Christiansen FE et al, 2015: Internal Structure of Kidney Calculi as a Predictor for Shockwave Lithotripsy Success.
Christiansen FE, Andreassen KH, Osther SS, Osther PJ.
Department of Urology, Urological Research Center, Lillebaelt Hospital, University of Southern Denmark , Fredericia, Denmark.
Abstract:
INTRODUCTION: The internal structure of renal calculi can be determined on CT using bone windows and may be classified as homogeneous or inhomogeneous with void regions. In vitro studies have shown homogeneous stones to be less responsive to extracorporeal shockwave lithotripsy (SWL). The objective was to evaluate whether the internal morphology of calculi defined by CT bone
window influences SWL outcome in vivo.
MATERIALS AND METHODS: One hundred eleven patients with solitary renal calculi treated with SWL were included. Treatment data were registered prospectively and follow-up data were collected retrospectively. All patients had noncontrast computed tomography (NCCT) performed before SWL and at 3-month follow-up. The stones were categorized as homogeneous or inhomogeneous. At follow-up, the patient's stone status was registered. Stone-free status was defined as no evidence of calculi on NCCT. Treatment was considered successful if the patient was either stone free or had clinically insignificant residual fragments.
RESULTS: Using simple logistic regression, the odds for being stone free 3 months post-SWL were significantly reduced in the patients with inhomogeneous stones compared with patients with homogeneous stones (odds ratio 0.43 [95% confidence interval 0.20, 0.92; p < 0.05]). However, when adjusting for stone size by multiple logistic regression, including stone size (area) as a covariate, this difference became insignificant.
CONCLUSION: The internal structure of kidney stones did not predict the outcome of SWL in vivo.
J Endourol. 2015 Dec 11. [Epub ahead of print]
Comments 1
This article presents the unexpected observation that the internal morphology of stones treated with SWL was of no or little importance for the final treatment result. The finding is surprising because the general idea is that stones with many reflecting surfaces disintegrate better than those with more homogeneous structure. This is also my personal experience and harness factors for COM and COD were previously determined to 1.3 and 1.0, respectively [ 1]. The authors concluded that only stone size was important for the outcome.

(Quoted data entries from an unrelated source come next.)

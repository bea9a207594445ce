//! Generator stand-in for deployments without an API key.

use async_trait::async_trait;

use crate::domain::goal::{Complexity, MilestonePlan};
use crate::ports::{GenerationError, JourneyGenerator};

/// Journey generator that always reports itself unavailable.
///
/// Wired in when no OpenAI key is configured, so goal creation takes
/// the placeholder-journey path instead of failing.
#[derive(Debug, Clone, Default)]
pub struct DisabledJourneyGenerator;

impl DisabledJourneyGenerator {
    pub fn new() -> Self {
        Self
    }
}

#[async_trait]
impl JourneyGenerator for DisabledJourneyGenerator {
    async fn generate(
        &self,
        _title: &str,
        _complexity: Complexity,
        _duration_weeks: u32,
    ) -> Result<Vec<MilestonePlan>, GenerationError> {
        Err(GenerationError::Unavailable(
            "Journey generation is not configured".to_string(),
        ))
    }
}
//! HTTP handlers for goal endpoints.

use std::sync::Arc;

use axum::{
    extract::{Path, State},
    http::StatusCode,
    response::{IntoResponse, Response},
    Json,
};

use crate::adapters::http::middleware::RequireAuth;
use crate::application::handlers::goal::{
    CreateGoalCommand, CreateGoalHandler, DeleteGoalCommand, DeleteGoalHandler, GetGoalHandler,
    GetGoalProgressHandler, GetGoalProgressQuery, GetGoalQuery, ListGoalsHandler, ListGoalsQuery,
    UpdateGoalCommand, UpdateGoalHandler, UpdateMilestoneCommand, UpdateMilestoneHandler,
};
use crate::domain::foundation::GoalId;
use crate::domain::goal::GoalError;

use super::super::response::ErrorResponse;
use super::dto::{
    CreateGoalRequest, DeleteGoalResponse, GoalEnvelope, GoalListEnvelope,
    MilestoneUpdatedResponse, ProgressSummaryResponse, UpdateGoalRequest, UpdateMilestoneRequest,
};

// ════════════════════════════════════════════════════════════════════════════
// Handler state
// ════════════════════════════════════════════════════════════════════════════

#[derive(Clone)]
pub struct GoalHandlers {
    create_handler: Arc<CreateGoalHandler>,
    list_handler: Arc<ListGoalsHandler>,
    get_handler: Arc<GetGoalHandler>,
    update_handler: Arc<UpdateGoalHandler>,
    delete_handler: Arc<DeleteGoalHandler>,
    milestone_handler: Arc<UpdateMilestoneHandler>,
    progress_handler: Arc<GetGoalProgressHandler>,
}

impl GoalHandlers {
    #[allow(clippy::too_many_arguments)]
    pub fn new(
        create_handler: Arc<CreateGoalHandler>,
        list_handler: Arc<ListGoalsHandler>,
        get_handler: Arc<GetGoalHandler>,
        update_handler: Arc<UpdateGoalHandler>,
        delete_handler: Arc<DeleteGoalHandler>,
        milestone_handler: Arc<UpdateMilestoneHandler>,
        progress_handler: Arc<GetGoalProgressHandler>,
    ) -> Self {
        Self {
            create_handler,
            list_handler,
            get_handler,
            update_handler,
            delete_handler,
            milestone_handler,
            progress_handler,
        }
    }
}

// ════════════════════════════════════════════════════════════════════════════
// HTTP handlers
// ════════════════════════════════════════════════════════════════════════════

/// POST /api/goals - Create a goal with its milestone journey
pub async fn create_goal(
    State(handlers): State<GoalHandlers>,
    RequireAuth(user_id): RequireAuth,
    Json(req): Json<CreateGoalRequest>,
) -> Response {
    let cmd = CreateGoalCommand {
        user_id,
        title: req.title,
        description: req.description,
        category: req.category,
        complexity: req.complexity,
        duration_weeks: req.duration,
    };

    match handlers.create_handler.handle(cmd).await {
        Ok(goal) => (StatusCode::CREATED, Json(GoalEnvelope::from(&goal))).into_response(),
        Err(e) => handle_goal_error(e),
    }
}

/// GET /api/goals - List the caller's goals, newest first
pub async fn list_goals(
    State(handlers): State<GoalHandlers>,
    RequireAuth(user_id): RequireAuth,
) -> Response {
    let query = ListGoalsQuery { user_id };

    match handlers.list_handler.handle(query).await {
        Ok(goals) => (
            StatusCode::OK,
            Json(GoalListEnvelope::from(goals.as_slice())),
        )
            .into_response(),
        Err(e) => handle_goal_error(e),
    }
}

/// GET /api/goals/:id - Get one goal
pub async fn get_goal(
    State(handlers): State<GoalHandlers>,
    RequireAuth(user_id): RequireAuth,
    Path(goal_id): Path<String>,
) -> Response {
    let goal_id = match goal_id.parse::<GoalId>() {
        Ok(id) => id,
        Err(_) => {
            return (
                StatusCode::BAD_REQUEST,
                Json(ErrorResponse::invalid_id("goal")),
            )
                .into_response()
        }
    };

    let query = GetGoalQuery { user_id, goal_id };

    match handlers.get_handler.handle(query).await {
        Ok(goal) => (StatusCode::OK, Json(GoalEnvelope::from(&goal))).into_response(),
        Err(e) => handle_goal_error(e),
    }
}

/// PUT /api/goals/:id - Update fields of a goal
pub async fn update_goal(
    State(handlers): State<GoalHandlers>,
    RequireAuth(user_id): RequireAuth,
    Path(goal_id): Path<String>,
    Json(req): Json<UpdateGoalRequest>,
) -> Response {
    let goal_id = match goal_id.parse::<GoalId>() {
        Ok(id) => id,
        Err(_) => {
            return (
                StatusCode::BAD_REQUEST,
                Json(ErrorResponse::invalid_id("goal")),
            )
                .into_response()
        }
    };

    let changes = match req.into_changes() {
        Ok(changes) => changes,
        Err(e) => {
            return (
                StatusCode::BAD_REQUEST,
                Json(ErrorResponse::bad_request(e.to_string())),
            )
                .into_response()
        }
    };

    let cmd = UpdateGoalCommand {
        user_id,
        goal_id,
        changes,
    };

    match handlers.update_handler.handle(cmd).await {
        Ok(goal) => (StatusCode::OK, Json(GoalEnvelope::from(&goal))).into_response(),
        Err(e) => handle_goal_error(e),
    }
}

/// DELETE /api/goals/:id - Delete a goal
pub async fn delete_goal(
    State(handlers): State<GoalHandlers>,
    RequireAuth(user_id): RequireAuth,
    Path(goal_id): Path<String>,
) -> Response {
    let goal_id = match goal_id.parse::<GoalId>() {
        Ok(id) => id,
        Err(_) => {
            return (
                StatusCode::BAD_REQUEST,
                Json(ErrorResponse::invalid_id("goal")),
            )
                .into_response()
        }
    };

    let cmd = DeleteGoalCommand { user_id, goal_id };

    match handlers.delete_handler.handle(cmd).await {
        Ok(()) => (
            StatusCode::OK,
            Json(DeleteGoalResponse::new(goal_id.to_string())),
        )
            .into_response(),
        Err(e) => handle_goal_error(e),
    }
}

/// PUT /api/goals/:id/milestone/:week - Set a milestone's status
pub async fn update_milestone(
    State(handlers): State<GoalHandlers>,
    RequireAuth(user_id): RequireAuth,
    Path((goal_id, week)): Path<(String, u32)>,
    Json(req): Json<UpdateMilestoneRequest>,
) -> Response {
    let goal_id = match goal_id.parse::<GoalId>() {
        Ok(id) => id,
        Err(_) => {
            return (
                StatusCode::BAD_REQUEST,
                Json(ErrorResponse::invalid_id("goal")),
            )
                .into_response()
        }
    };

    let cmd = UpdateMilestoneCommand {
        user_id,
        goal_id,
        week,
        status: req.status,
    };

    match handlers.milestone_handler.handle(cmd).await {
        Ok(_) => (StatusCode::OK, Json(MilestoneUpdatedResponse::new())).into_response(),
        Err(e) => handle_goal_error(e),
    }
}

/// GET /api/goals/:id/progress - Progress summary for a goal
pub async fn get_goal_progress(
    State(handlers): State<GoalHandlers>,
    RequireAuth(user_id): RequireAuth,
    Path(goal_id): Path<String>,
) -> Response {
    let goal_id = match goal_id.parse::<GoalId>() {
        Ok(id) => id,
        Err(_) => {
            return (
                StatusCode::BAD_REQUEST,
                Json(ErrorResponse::invalid_id("goal")),
            )
                .into_response()
        }
    };

    let query = GetGoalProgressQuery { user_id, goal_id };

    match handlers.progress_handler.handle(query).await {
        Ok(summary) => (
            StatusCode::OK,
            Json(ProgressSummaryResponse::from(summary)),
        )
            .into_response(),
        Err(e) => handle_goal_error(e),
    }
}

// ════════════════════════════════════════════════════════════════════════════
// Error handling
// ════════════════════════════════════════════════════════════════════════════

fn handle_goal_error(error: GoalError) -> Response {
    match error {
        GoalError::NotFound(id) => (
            StatusCode::NOT_FOUND,
            Json(ErrorResponse::not_found("Goal", &id.to_string())),
        )
            .into_response(),
        GoalError::MilestoneNotFound { week, .. } => (
            StatusCode::NOT_FOUND,
            Json(ErrorResponse::not_found("Milestone", &format!("week {}", week))),
        )
            .into_response(),
        GoalError::Validation(e) => (
            StatusCode::BAD_REQUEST,
            Json(ErrorResponse::bad_request(e.to_string())),
        )
            .into_response(),
        GoalError::StoreUnavailable(reason) => {
            tracing::error!("Goal store unavailable: {}", reason);
            (
                StatusCode::SERVICE_UNAVAILABLE,
                Json(ErrorResponse::unavailable("Service temporarily unavailable")),
            )
                .into_response()
        }
        GoalError::Internal(reason) => {
            tracing::error!("Goal operation failed: {}", reason);
            (
                StatusCode::INTERNAL_SERVER_ERROR,
                Json(ErrorResponse::internal("Internal server error")),
            )
                .into_response()
        }
    }
}

#[cfg(test)]
mod tests {
    use super::*;
    use crate::domain::foundation::ValidationError;

    #[test]
    fn goal_not_found_maps_to_404() {
        let response = handle_goal_error(GoalError::NotFound(GoalId::generate()));
        assert_eq!(response.status(), StatusCode::NOT_FOUND);
    }

    #[test]
    fn milestone_not_found_maps_to_404() {
        let error = GoalError::milestone_not_found(GoalId::generate(), 3);
        let response = handle_goal_error(error);
        assert_eq!(response.status(), StatusCode::NOT_FOUND);
    }

    #[test]
    fn validation_failure_maps_to_400() {
        let error = GoalError::Validation(ValidationError::empty("title"));
        let response = handle_goal_error(error);
        assert_eq!(response.status(), StatusCode::BAD_REQUEST);
    }

    #[test]
    fn store_unavailable_maps_to_503() {
        let error = GoalError::StoreUnavailable("connection refused".to_string());
        let response = handle_goal_error(error);
        assert_eq!(response.status(), StatusCode::SERVICE_UNAVAILABLE);
    }

    #[test]
    fn internal_maps_to_500() {
        let error = GoalError::Internal("row decode failed".to_string());
        let response = handle_goal_error(error);
        assert_eq!(response.status(), StatusCode::INTERNAL_SERVER_ERROR);
    }
}
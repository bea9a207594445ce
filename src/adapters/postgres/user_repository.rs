//! PostgreSQL implementation of the user repository.

use async_trait::async_trait;
use sqlx::postgres::{PgPool, PgRow};
use sqlx::Row;

use crate::domain::foundation::{StoreError, Timestamp, UserId};
use crate::domain::user::{EmailAddress, User};
use crate::ports::UserRepository;

use super::{column_error, store_error};

/// PostgreSQL-backed user repository
#[derive(Clone)]
pub struct PostgresUserRepository {
    pool: PgPool,
}

impl PostgresUserRepository {
    /// Creates a new repository with the given connection pool
    pub fn new(pool: PgPool) -> Self {
        Self { pool }
    }
}

#[async_trait]
impl UserRepository for PostgresUserRepository {
    async fn insert(&self, user: &User) -> Result<(), StoreError> {
        sqlx::query(
            r#"
            INSERT INTO users (
                id, name, email, password_hash, email_verified, created_at
            )
            VALUES ($1, $2, $3, $4, $5, $6)
            "#,
        )
        .bind(user.id().to_string())
        .bind(user.name())
        .bind(user.email().as_str())
        .bind(user.password_hash())
        .bind(user.email_verified())
        .bind(*user.created_at().as_datetime())
        .execute(&self.pool)
        .await
        .map_err(|e| store_error("insert user", e))?;

        Ok(())
    }

    async fn find_by_email(&self, email: &EmailAddress) -> Result<Option<User>, StoreError> {
        let row = sqlx::query(
            r#"
            SELECT id, name, email, password_hash, email_verified, created_at
            FROM users
            WHERE email = $1
            "#,
        )
        .bind(email.as_str())
        .fetch_optional(&self.pool)
        .await
        .map_err(|e| store_error("fetch user", e))?;

        row.map(|r| row_to_user(&r)).transpose()
    }
}

// ═══════════════════════════════════════════════════════════════════════════
// Helper functions
// ═══════════════════════════════════════════════════════════════════════════

/// Converts a database row to a User aggregate
fn row_to_user(row: &PgRow) -> Result<User, StoreError> {
    let id: String = row.try_get("id").map_err(|e| column_error("id", e))?;
    let id = UserId::parse(&id).map_err(|e| column_error("id", e))?;

    let name: String = row.try_get("name").map_err(|e| column_error("name", e))?;

    let email: String = row.try_get("email").map_err(|e| column_error("email", e))?;
    let email = EmailAddress::parse(&email).map_err(|e| column_error("email", e))?;

    let password_hash: String = row
        .try_get("password_hash")
        .map_err(|e| column_error("password_hash", e))?;

    let email_verified: bool = row
        .try_get("email_verified")
        .map_err(|e| column_error("email_verified", e))?;

    let created_at: chrono::DateTime<chrono::Utc> = row
        .try_get("created_at")
        .map_err(|e| column_error("created_at", e))?;

    Ok(User::reconstitute(
        id,
        name,
        email,
        password_hash,
        email_verified,
        Timestamp::from_datetime(created_at),
    ))
}
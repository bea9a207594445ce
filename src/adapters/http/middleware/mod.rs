//! HTTP middleware.

mod auth;

pub use auth::{auth_middleware, AuthRejection, AuthState, RequireAuth};
//! Shared error vocabulary for the domain layer.
//!
//! [`ValidationError`] describes a rejected input field and carries enough
//! structure for HTTP handlers to report which field failed and why.
//! [`StoreError`] is the error contract of the persistence gateway ports;
//! it distinguishes an unreachable store from a failed query so callers can
//! map the former to a service-unavailable response.

use thiserror::Error;

/// A boundary input that failed domain validation.
#[derive(Debug, Clone, PartialEq, Eq, Error)]
pub enum ValidationError {
    /// A required field was empty or missing.
    #[error("{field} must not be empty")]
    Empty { field: &'static str },

    /// A text field exceeded its maximum length.
    #[error("{field} must be at most {max} characters, got {actual}")]
    TooLong {
        field: &'static str,
        max: usize,
        actual: usize,
    },

    /// A text field fell short of its minimum length.
    #[error("{field} must be at least {min} characters, got {actual}")]
    TooShort {
        field: &'static str,
        min: usize,
        actual: usize,
    },

    /// A numeric field was outside its allowed range.
    #[error("{field} must be between {min} and {max}, got {value}")]
    OutOfRange {
        field: &'static str,
        min: i64,
        max: i64,
        value: i64,
    },

    /// A field had a well-formed type but an unacceptable value.
    #[error("{field} is invalid: {reason}")]
    Invalid { field: &'static str, reason: String },
}

impl ValidationError {
    /// A required field was empty.
    pub fn empty(field: &'static str) -> Self {
        Self::Empty { field }
    }

    /// A text field exceeded its maximum length.
    pub fn too_long(field: &'static str, max: usize, actual: usize) -> Self {
        Self::TooLong { field, max, actual }
    }

    /// A text field fell short of its minimum length.
    pub fn too_short(field: &'static str, min: usize, actual: usize) -> Self {
        Self::TooShort { field, min, actual }
    }

    /// A numeric field was outside its allowed range.
    pub fn out_of_range(field: &'static str, min: i64, max: i64, value: i64) -> Self {
        Self::OutOfRange {
            field,
            min,
            max,
            value,
        }
    }

    /// A field with an unacceptable value.
    pub fn invalid(field: &'static str, reason: impl Into<String>) -> Self {
        Self::Invalid {
            field,
            reason: reason.into(),
        }
    }

    /// The name of the field that failed validation.
    pub fn field(&self) -> &'static str {
        match self {
            Self::Empty { field }
            | Self::TooLong { field, .. }
            | Self::TooShort { field, .. }
            | Self::OutOfRange { field, .. }
            | Self::Invalid { field, .. } => field,
        }
    }
}

/// Failure reported by a persistence gateway.
#[derive(Debug, Clone, PartialEq, Eq, Error)]
pub enum StoreError {
    /// The store could not be reached at all.
    #[error("store unavailable: {0}")]
    Unavailable(String),

    /// The store was reachable but the operation failed.
    #[error("store operation failed: {0}")]
    Query(String),
}

impl StoreError {
    /// The store could not be reached.
    pub fn unavailable(reason: impl Into<String>) -> Self {
        Self::Unavailable(reason.into())
    }

    /// A query or row decode failed.
    pub fn query(reason: impl Into<String>) -> Self {
        Self::Query(reason.into())
    }
}
//! HTTP handlers for check-in and progress report endpoints.

use std::sync::Arc;

use axum::{
    extract::{Path, State},
    http::StatusCode,
    response::{IntoResponse, Response},
    Json,
};

use crate::adapters::http::middleware::RequireAuth;
use crate::application::handlers::checkin::{
    CreateCheckinCommand, CreateCheckinHandler, GetProgressReportHandler, GetProgressReportQuery,
};
use crate::domain::checkin::{CheckinError, NewCheckin};
use crate::domain::foundation::GoalId;

use super::super::response::ErrorResponse;
use super::dto::{CheckinRecordedResponse, CreateCheckinRequest, ProgressReportResponse};

// ════════════════════════════════════════════════════════════════════════════
// Handler state
// ════════════════════════════════════════════════════════════════════════════

#[derive(Clone)]
pub struct CheckinHandlers {
    create_handler: Arc<CreateCheckinHandler>,
    report_handler: Arc<GetProgressReportHandler>,
}

impl CheckinHandlers {
    pub fn new(
        create_handler: Arc<CreateCheckinHandler>,
        report_handler: Arc<GetProgressReportHandler>,
    ) -> Self {
        Self {
            create_handler,
            report_handler,
        }
    }
}

// ════════════════════════════════════════════════════════════════════════════
// HTTP handlers
// ════════════════════════════════════════════════════════════════════════════

/// POST /api/checkins - Record a progress check-in
pub async fn create_checkin(
    State(handlers): State<CheckinHandlers>,
    RequireAuth(user_id): RequireAuth,
    Json(req): Json<CreateCheckinRequest>,
) -> Response {
    let goal_id = match req.goal_id.parse::<GoalId>() {
        Ok(id) => id,
        Err(_) => {
            return (
                StatusCode::BAD_REQUEST,
                Json(ErrorResponse::invalid_id("goal")),
            )
                .into_response()
        }
    };

    let cmd = CreateCheckinCommand {
        user_id,
        checkin: NewCheckin {
            goal_id,
            progress_notes: req.progress_notes,
            completed_milestones: req.completed_milestones,
            challenges: req.challenges,
            next_steps: req.next_steps,
        },
    };

    match handlers.create_handler.handle(cmd).await {
        Ok(_) => (StatusCode::CREATED, Json(CheckinRecordedResponse::new())).into_response(),
        Err(e) => handle_checkin_error(e),
    }
}

/// GET /api/progress/:goal_id - Progress report for a goal
pub async fn get_progress_report(
    State(handlers): State<CheckinHandlers>,
    RequireAuth(user_id): RequireAuth,
    Path(goal_id): Path<String>,
) -> Response {
    let goal_id = match goal_id.parse::<GoalId>() {
        Ok(id) => id,
        Err(_) => {
            return (
                StatusCode::BAD_REQUEST,
                Json(ErrorResponse::invalid_id("goal")),
            )
                .into_response()
        }
    };

    let query = GetProgressReportQuery { user_id, goal_id };

    match handlers.report_handler.handle(query).await {
        Ok(report) => (
            StatusCode::OK,
            Json(ProgressReportResponse::from(&report)),
        )
            .into_response(),
        Err(e) => handle_checkin_error(e),
    }
}

// ════════════════════════════════════════════════════════════════════════════
// Error handling
// ════════════════════════════════════════════════════════════════════════════

fn handle_checkin_error(error: CheckinError) -> Response {
    match error {
        CheckinError::GoalNotFound(id) => (
            StatusCode::NOT_FOUND,
            Json(ErrorResponse::not_found("Goal", &id.to_string())),
        )
            .into_response(),
        CheckinError::StoreUnavailable(reason) => {
            tracing::error!("Check-in store unavailable: {}", reason);
            (
                StatusCode::SERVICE_UNAVAILABLE,
                Json(ErrorResponse::unavailable("Service temporarily unavailable")),
            )
                .into_response()
        }
        CheckinError::Internal(reason) => {
            tracing::error!("Check-in operation failed: {}", reason);
            (
                StatusCode::INTERNAL_SERVER_ERROR,
                Json(ErrorResponse::internal("Internal server error")),
            )
                .into_response()
        }
    }
}
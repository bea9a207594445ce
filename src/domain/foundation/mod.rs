//! Foundation types shared across the domain.
//!
//! Identifiers, timestamps, progress percentages, and the common error
//! vocabulary. Everything here is a plain value object with no I/O.

mod auth;
mod errors;
mod ids;
mod progress;
mod timestamp;

pub use auth::AuthError;
pub use errors::{StoreError, ValidationError};
pub use ids::{CheckinId, DocumentId, GoalId, ParseIdError, UserId};
pub use progress::{Progress, ProgressOutOfRange};
pub use timestamp::Timestamp;
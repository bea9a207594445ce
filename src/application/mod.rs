//! Application layer: command and query handlers.

pub mod handlers;
//! HTTP DTOs for registration and login.

use serde::{Deserialize, Serialize};

use crate::application::handlers::account::AuthenticatedAccount;
use crate::domain::user::User;

// ════════════════════════════════════════════════════════════════════════════
// Request DTOs
// ════════════════════════════════════════════════════════════════════════════

/// Request to register a new account.
#[derive(Debug, Clone, Deserialize)]
pub struct RegisterRequest {
    pub name: String,
    pub email: String,
    pub password: String,
}

/// Request to sign in.
#[derive(Debug, Clone, Deserialize)]
pub struct LoginRequest {
    pub email: String,
    pub password: String,
}

// ════════════════════════════════════════════════════════════════════════════
// Response DTOs
// ════════════════════════════════════════════════════════════════════════════

/// Public view of an account.
#[derive(Debug, Clone, Serialize)]
pub struct UserResponse {
    pub id: String,
    pub name: String,
    pub email: String,
    pub email_verified: bool,
}

impl From<&User> for UserResponse {
    fn from(user: &User) -> Self {
        Self {
            id: user.id().to_string(),
            name: user.name().to_string(),
            email: user.email().to_string(),
            email_verified: user.email_verified(),
        }
    }
}

/// Bearer token issued after registration or login.
#[derive(Debug, Clone, Serialize)]
pub struct TokenResponse {
    pub access_token: String,
    pub token_type: String,
    pub user: UserResponse,
}

impl From<AuthenticatedAccount> for TokenResponse {
    fn from(account: AuthenticatedAccount) -> Self {
        Self {
            access_token: account.token,
            token_type: "bearer".to_string(),
            user: UserResponse::from(&account.user),
        }
    }
}
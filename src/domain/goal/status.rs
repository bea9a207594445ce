//! Aggregate status of a goal, derived from its progress percentage.

use std::fmt;
use std::str::FromStr;

use serde::{Deserialize, Serialize};

use crate::domain::foundation::{Progress, ValidationError};

/// Overall state of a goal.
///
/// Derived from the rounded progress percentage: `Completed` exactly when
/// progress is 100, `InProgress` when any progress has been made, and
/// `NotStarted` otherwise. The update escape hatch can also write this
/// field directly.
#[derive(Debug, Clone, Copy, PartialEq, Eq, Hash, Serialize, Deserialize, Default)]
#[serde(rename_all = "snake_case")]
pub enum GoalStatus {
    #[default]
    NotStarted,
    InProgress,
    Completed,
}

impl GoalStatus {
    /// Derives the status implied by a progress percentage.
    pub fn from_progress(progress: Progress) -> Self {
        if progress.is_complete() {
            GoalStatus::Completed
        } else if progress.is_started() {
            GoalStatus::InProgress
        } else {
            GoalStatus::NotStarted
        }
    }

    /// Canonical lowercase name, as stored and sent over the wire.
    pub fn as_str(&self) -> &'static str {
        match self {
            GoalStatus::NotStarted => "not_started",
            GoalStatus::InProgress => "in_progress",
            GoalStatus::Completed => "completed",
        }
    }
}

impl fmt::Display for GoalStatus {
    fn fmt(&self, f: &mut fmt::Formatter<'_>) -> fmt::Result {
        write!(f, "{}", self.as_str())
    }
}

impl FromStr for GoalStatus {
    type Err = ValidationError;

    fn from_str(s: &str) -> Result<Self, Self::Err> {
        match s {
            "not_started" => Ok(GoalStatus::NotStarted),
            "in_progress" => Ok(GoalStatus::InProgress),
            "completed" => Ok(GoalStatus::Completed),
            other => Err(ValidationError::invalid(
                "status",
                format!("unknown status '{}'", other),
            )),
        }
    }
}
//! Errors for goal operations.

use thiserror::Error;

use crate::domain::foundation::{GoalId, StoreError, ValidationError};

/// Failure of a goal command or query.
#[derive(Debug, Clone, PartialEq, Eq, Error)]
pub enum GoalError {
    /// No goal with this id exists for the requesting user.
    #[error("goal {0} not found")]
    NotFound(GoalId),

    /// The goal exists but has no milestone for the requested week.
    #[error("goal {goal_id} has no milestone for week {week}")]
    MilestoneNotFound { goal_id: GoalId, week: u32 },

    /// An input field was rejected.
    #[error(transparent)]
    Validation(#[from] ValidationError),

    /// The persistence layer could not be reached.
    #[error("store unavailable: {0}")]
    StoreUnavailable(String),

    /// An unexpected failure that should not leak details to clients.
    #[error("internal error: {0}")]
    Internal(String),
}

impl GoalError {
    /// There is no milestone for this week in this goal.
    pub fn milestone_not_found(goal_id: GoalId, week: u32) -> Self {
        Self::MilestoneNotFound { goal_id, week }
    }

    /// True for both goal-level and milestone-level not-found.
    pub fn is_not_found(&self) -> bool {
        matches!(self, Self::NotFound(_) | Self::MilestoneNotFound { .. })
    }
}

impl From<StoreError> for GoalError {
    fn from(err: StoreError) -> Self {
        match err {
            StoreError::Unavailable(reason) => Self::StoreUnavailable(reason),
            StoreError::Query(reason) => Self::Internal(reason),
        }
    }
}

Approximate calculation of STI (stone treatment index) [2] also give support to the authors’ conclusion when the hardness index for homogeneous stones was set to 1.30 and that for inhomogeneous stones was set to 1.15. The STI-values are shown in the Table.
The interpretation is, however, influenced by the difference in stone size (surface area; SA). That inhomogeneous stones had a median SA twice that of homogeneous stones is problematic for definite conclusion. One note of caution is that so many stones were located in the lower calyx and it is my own assumption that the calyx physiology is negatively affected by large stones in that position. In case of disturbed contraction of the calyx, fragment clearance might be reduced more for large than for small stones. Therefore, despite inhomogeneous structure of stones, residuals can be expected to occur more commonly in those patients.
Nevertheless, the conclusion seems to be that the stones in the size range included in this study were disintegrated to similar extent irrespective of morphology. It is suggested by the authors that only differences in stone size might have influenced disintegration. This assumption is, however, contradicted by the fact that re-treatment rates were similar in the two groups (25% and 26%). But it is obvious that despite the smaller size of homogeneous stones the quotient SMLI / median SA, was 3.63 for those stones, compared with1.67 for inhomogeneous stones.
It is not mentioned if the authors used the standard focus for all patients or if the large focus was used for some patients.
The bottom-line of all this is, however, that good disintegration with the lithotripter used can be expected for both homogeneous and inhomogeneous stones and probably that different forces affect the smaller and larger stones differently.
References
1. Ringdén I, Tiselius HG. Composition and clinically determined hardness of urinary tract stones. Scand J Urol Nephrol. 2007;41:316-323.
2. Tiselius HG, Ringdén I. Stone treatment index: a mathematical summary of the procedure for removal of stones from the urinary tract.